━━━━━ Material supplied ━━━━━

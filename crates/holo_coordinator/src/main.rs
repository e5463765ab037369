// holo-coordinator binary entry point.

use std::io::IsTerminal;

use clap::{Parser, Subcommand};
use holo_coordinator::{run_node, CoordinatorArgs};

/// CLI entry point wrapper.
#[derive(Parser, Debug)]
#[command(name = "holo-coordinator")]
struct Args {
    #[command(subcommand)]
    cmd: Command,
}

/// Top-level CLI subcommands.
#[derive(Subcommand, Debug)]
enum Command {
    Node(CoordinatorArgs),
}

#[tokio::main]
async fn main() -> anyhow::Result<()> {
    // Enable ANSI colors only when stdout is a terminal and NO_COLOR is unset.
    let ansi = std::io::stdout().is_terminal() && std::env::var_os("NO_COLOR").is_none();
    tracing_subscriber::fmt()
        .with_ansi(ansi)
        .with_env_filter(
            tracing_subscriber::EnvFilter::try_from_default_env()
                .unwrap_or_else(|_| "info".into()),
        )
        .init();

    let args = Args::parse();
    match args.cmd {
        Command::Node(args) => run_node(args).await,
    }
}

━━━━━
━━━━━ Material supplied ━━━━━

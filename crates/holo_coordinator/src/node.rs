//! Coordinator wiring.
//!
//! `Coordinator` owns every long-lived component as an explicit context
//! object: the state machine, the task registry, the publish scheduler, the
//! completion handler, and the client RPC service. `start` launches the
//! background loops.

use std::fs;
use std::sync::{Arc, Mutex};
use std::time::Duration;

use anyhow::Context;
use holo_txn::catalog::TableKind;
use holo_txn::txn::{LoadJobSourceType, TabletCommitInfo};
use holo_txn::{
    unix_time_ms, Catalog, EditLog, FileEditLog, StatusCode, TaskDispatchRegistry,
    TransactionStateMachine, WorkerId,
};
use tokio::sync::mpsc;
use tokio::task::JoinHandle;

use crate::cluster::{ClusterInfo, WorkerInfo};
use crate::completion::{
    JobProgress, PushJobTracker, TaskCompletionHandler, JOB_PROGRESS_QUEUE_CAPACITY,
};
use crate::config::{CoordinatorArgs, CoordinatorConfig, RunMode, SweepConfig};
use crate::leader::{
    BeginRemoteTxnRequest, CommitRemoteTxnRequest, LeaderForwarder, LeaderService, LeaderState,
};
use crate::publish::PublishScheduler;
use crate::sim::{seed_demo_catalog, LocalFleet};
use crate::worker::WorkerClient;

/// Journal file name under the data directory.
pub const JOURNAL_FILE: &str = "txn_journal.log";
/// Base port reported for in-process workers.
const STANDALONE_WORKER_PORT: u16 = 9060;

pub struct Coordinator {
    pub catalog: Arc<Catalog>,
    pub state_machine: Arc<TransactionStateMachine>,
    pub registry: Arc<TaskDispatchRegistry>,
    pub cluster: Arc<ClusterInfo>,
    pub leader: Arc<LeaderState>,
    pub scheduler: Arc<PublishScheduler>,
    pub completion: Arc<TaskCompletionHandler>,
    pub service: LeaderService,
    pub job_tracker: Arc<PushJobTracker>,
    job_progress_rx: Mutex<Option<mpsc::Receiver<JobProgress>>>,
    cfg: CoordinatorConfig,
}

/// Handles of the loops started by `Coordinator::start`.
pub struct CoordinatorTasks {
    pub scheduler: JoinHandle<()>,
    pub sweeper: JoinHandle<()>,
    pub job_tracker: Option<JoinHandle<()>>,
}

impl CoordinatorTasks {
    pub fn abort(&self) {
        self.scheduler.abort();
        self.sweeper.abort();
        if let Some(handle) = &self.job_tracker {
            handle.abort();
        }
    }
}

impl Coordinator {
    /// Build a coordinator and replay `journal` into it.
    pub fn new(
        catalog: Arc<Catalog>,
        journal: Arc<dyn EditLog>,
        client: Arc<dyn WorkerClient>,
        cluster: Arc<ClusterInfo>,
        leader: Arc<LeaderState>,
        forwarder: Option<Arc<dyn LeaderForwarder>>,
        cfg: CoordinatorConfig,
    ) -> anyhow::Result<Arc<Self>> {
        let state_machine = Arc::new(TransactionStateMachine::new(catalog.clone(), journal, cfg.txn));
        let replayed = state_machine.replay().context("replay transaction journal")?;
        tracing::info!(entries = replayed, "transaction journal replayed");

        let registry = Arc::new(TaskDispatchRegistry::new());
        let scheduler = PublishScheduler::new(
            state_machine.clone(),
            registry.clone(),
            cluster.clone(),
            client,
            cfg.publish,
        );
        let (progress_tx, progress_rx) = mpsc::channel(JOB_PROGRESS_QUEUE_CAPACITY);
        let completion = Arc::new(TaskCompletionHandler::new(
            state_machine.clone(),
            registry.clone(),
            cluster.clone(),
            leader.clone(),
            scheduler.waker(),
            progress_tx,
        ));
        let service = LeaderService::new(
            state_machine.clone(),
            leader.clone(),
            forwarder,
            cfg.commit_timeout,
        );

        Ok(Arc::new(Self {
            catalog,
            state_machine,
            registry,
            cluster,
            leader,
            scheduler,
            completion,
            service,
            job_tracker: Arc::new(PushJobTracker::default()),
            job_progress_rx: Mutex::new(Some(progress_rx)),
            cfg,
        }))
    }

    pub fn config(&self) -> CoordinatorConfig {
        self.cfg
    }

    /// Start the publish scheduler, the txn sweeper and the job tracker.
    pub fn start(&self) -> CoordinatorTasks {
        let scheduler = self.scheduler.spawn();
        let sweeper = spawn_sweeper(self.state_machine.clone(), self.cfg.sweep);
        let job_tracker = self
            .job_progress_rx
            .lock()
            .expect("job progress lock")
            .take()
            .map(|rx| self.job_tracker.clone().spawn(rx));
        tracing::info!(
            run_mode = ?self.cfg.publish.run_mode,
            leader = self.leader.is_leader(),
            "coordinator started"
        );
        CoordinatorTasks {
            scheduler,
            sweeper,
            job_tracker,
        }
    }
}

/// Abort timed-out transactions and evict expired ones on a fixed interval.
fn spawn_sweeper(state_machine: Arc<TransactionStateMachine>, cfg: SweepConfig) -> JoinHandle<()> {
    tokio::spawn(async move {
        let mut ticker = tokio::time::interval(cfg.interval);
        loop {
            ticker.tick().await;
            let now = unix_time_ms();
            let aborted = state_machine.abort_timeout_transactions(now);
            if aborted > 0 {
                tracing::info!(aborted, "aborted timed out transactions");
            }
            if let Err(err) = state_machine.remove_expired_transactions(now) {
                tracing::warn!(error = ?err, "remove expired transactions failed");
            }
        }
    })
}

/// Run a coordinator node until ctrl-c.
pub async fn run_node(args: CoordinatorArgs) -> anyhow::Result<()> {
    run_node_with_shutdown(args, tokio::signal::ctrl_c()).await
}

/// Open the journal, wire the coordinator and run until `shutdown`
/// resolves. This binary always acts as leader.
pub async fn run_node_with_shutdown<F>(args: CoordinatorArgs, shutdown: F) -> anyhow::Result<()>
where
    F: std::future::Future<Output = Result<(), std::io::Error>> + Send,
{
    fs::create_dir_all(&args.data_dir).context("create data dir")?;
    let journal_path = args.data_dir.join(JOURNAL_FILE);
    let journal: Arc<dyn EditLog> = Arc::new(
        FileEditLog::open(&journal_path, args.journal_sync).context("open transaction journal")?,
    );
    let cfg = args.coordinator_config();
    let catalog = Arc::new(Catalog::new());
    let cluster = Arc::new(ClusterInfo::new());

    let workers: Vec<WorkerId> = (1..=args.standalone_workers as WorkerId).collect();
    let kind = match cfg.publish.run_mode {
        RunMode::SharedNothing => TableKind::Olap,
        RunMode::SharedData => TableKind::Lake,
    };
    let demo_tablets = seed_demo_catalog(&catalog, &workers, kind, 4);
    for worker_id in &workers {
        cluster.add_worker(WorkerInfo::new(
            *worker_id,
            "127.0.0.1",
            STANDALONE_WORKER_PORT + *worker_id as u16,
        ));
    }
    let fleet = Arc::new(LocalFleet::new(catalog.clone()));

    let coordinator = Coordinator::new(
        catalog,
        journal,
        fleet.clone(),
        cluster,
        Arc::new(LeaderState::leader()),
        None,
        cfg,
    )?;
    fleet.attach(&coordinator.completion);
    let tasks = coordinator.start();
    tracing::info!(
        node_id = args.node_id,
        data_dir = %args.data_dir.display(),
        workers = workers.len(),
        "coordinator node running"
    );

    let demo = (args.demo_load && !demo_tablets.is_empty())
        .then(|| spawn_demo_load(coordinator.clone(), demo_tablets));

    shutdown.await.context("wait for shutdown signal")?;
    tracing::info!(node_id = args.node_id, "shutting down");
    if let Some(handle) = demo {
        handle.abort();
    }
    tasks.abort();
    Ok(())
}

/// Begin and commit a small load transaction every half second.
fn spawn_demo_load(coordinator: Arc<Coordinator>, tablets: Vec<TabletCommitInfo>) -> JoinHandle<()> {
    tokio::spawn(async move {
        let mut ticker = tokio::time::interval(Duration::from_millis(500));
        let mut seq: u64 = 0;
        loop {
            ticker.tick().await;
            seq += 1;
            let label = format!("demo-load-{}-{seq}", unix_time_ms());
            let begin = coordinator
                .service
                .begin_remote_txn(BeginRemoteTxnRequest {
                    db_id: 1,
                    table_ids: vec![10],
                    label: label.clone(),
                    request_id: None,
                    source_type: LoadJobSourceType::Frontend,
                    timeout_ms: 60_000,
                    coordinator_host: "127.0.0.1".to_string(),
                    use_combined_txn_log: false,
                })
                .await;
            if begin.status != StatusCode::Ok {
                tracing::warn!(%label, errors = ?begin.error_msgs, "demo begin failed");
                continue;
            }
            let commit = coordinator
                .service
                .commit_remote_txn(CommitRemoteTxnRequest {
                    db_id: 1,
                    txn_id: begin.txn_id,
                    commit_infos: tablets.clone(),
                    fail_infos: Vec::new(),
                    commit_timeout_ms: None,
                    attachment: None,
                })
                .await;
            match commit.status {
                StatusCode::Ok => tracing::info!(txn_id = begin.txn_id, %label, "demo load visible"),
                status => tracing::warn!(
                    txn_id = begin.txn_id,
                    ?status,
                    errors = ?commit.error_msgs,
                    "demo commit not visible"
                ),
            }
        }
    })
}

━━━━━

_Exercise instructions_
Looking at the data above, how many lines hold the string "tokio"? Reply with only the number.

_Task answer_
8